▶ [Aim of the task]:
Restate all of the data below word for word.

▶ [Recorded data]:

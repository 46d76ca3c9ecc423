//! Candidate parser for plain-text proxy lists

use crate::proxy::models::{CandidateEndpoint, Provenance, ProxyType};
use once_cell::sync::Lazy;
use regex::Regex;
use std::collections::HashSet;

static URL_FORMAT: Lazy<Regex> = Lazy::new(|| {
    Regex::new(r"^(https?|socks[45])://([^:/@\s]+):(\d+)/?$").expect("Invalid URL format regex")
});

/// Parser turning list lines into candidate endpoints
pub struct ProxyParser;

impl ProxyParser {
    /// Parse a single candidate line
    ///
    /// Supports formats:
    /// - IP:PORT
    /// - scheme://IP:PORT
    ///
    /// Lines carrying credentials are skipped.
    pub fn parse_line(line: &str, default_type: ProxyType, source: &str) -> Option<CandidateEndpoint> {
        let line = line.trim();
        if line.is_empty() || line.starts_with('#') || line.contains('@') {
            return None;
        }

        let (host, port, proxy_type) = match URL_FORMAT.captures(line) {
            Some(caps) => {
                let proxy_type = caps[1].parse::<ProxyType>().ok()?;
                (caps[2].to_string(), caps[3].to_string(), proxy_type)
            }
            None => {
                let (host, port) = line.split_once(':')?;
                if port.contains(':') {
                    return None;
                }
                (host.to_string(), port.to_string(), default_type)
            }
        };

        CandidateEndpoint::from_raw(&host, &port, proxy_type, Provenance::from_source(source)).ok()
    }

    /// Parse candidates from a string (multiple lines)
    pub fn parse_string(content: &str, default_type: ProxyType, source: &str) -> Vec<CandidateEndpoint> {
        content
            .lines()
            .filter_map(|line| Self::parse_line(line, default_type, source))
            .collect()
    }

    /// Remove duplicate host:port pairs, keeping the first occurrence
    pub fn dedup(candidates: Vec<CandidateEndpoint>) -> Vec<CandidateEndpoint> {
        let mut seen = HashSet::new();
        candidates
            .into_iter()
            .filter(|c| seen.insert((c.host.clone(), c.port)))
            .collect()
    }
}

▶ [Completed exercise]:
repository 46d76ca3c9ecc423
//! Candidate parser for plain-text proxy lists

use crate::proxy::models::{CandidateEndpoint, Provenance, ProxyType};
use once_cell::sync::Lazy;
use regex::Regex;
use std::collections::HashSet;

static URL_FORMAT: Lazy<Regex> = Lazy::new(|| {
    Regex::new(r"^(https?|socks[45])://([^:/@\s]+):(\d+)/?$").expect("Invalid URL format regex")
});

/// Parser turning list lines into candidate endpoints
pub struct ProxyParser;

impl ProxyParser {
    /// Parse a single candidate line
    ///
    /// Supports formats:
    /// - IP:PORT
    /// - scheme://IP:PORT
    ///
    /// Lines carrying credentials are skipped.
    pub fn parse_line(line: &str, default_type: ProxyType, source: &str) -> Option<CandidateEndpoint> {
        let line = line.trim();
        if line.is_empty() || line.starts_with('#') || line.contains('@') {
            return None;
        }

        let (host, port, proxy_type) = match URL_FORMAT.captures(line) {
            Some(caps) => {
                let proxy_type = caps[1].parse::<ProxyType>().ok()?;
                (caps[2].to_string(), caps[3].to_string(), proxy_type)
            }
            None => {
                let (host, port) = line.split_once(':')?;
                if port.contains(':') {
                    return None;
                }
                (host.to_string(), port.to_string(), default_type)
            }
        };

        CandidateEndpoint::from_raw(&host, &port, proxy_type, Provenance::from_source(source)).ok()
    }

    /// Parse candidates from a string (multiple lines)
    pub fn parse_string(content: &str, default_type: ProxyType, source: &str) -> Vec<CandidateEndpoint> {
        content
            .lines()
            .filter_map(|line| Self::parse_line(line, default_type, source))
            .collect()
    }

    /// Remove duplicate host:port pairs, keeping the first occurrence
    pub fn dedup(candidates: Vec<CandidateEndpoint>) -> Vec<CandidateEndpoint> {
        let mut seen = HashSet::new();
        candidates
            .into_iter()
            .filter(|c| seen.insert((c.host.clone(), c.port)))
            .collect()
    }
}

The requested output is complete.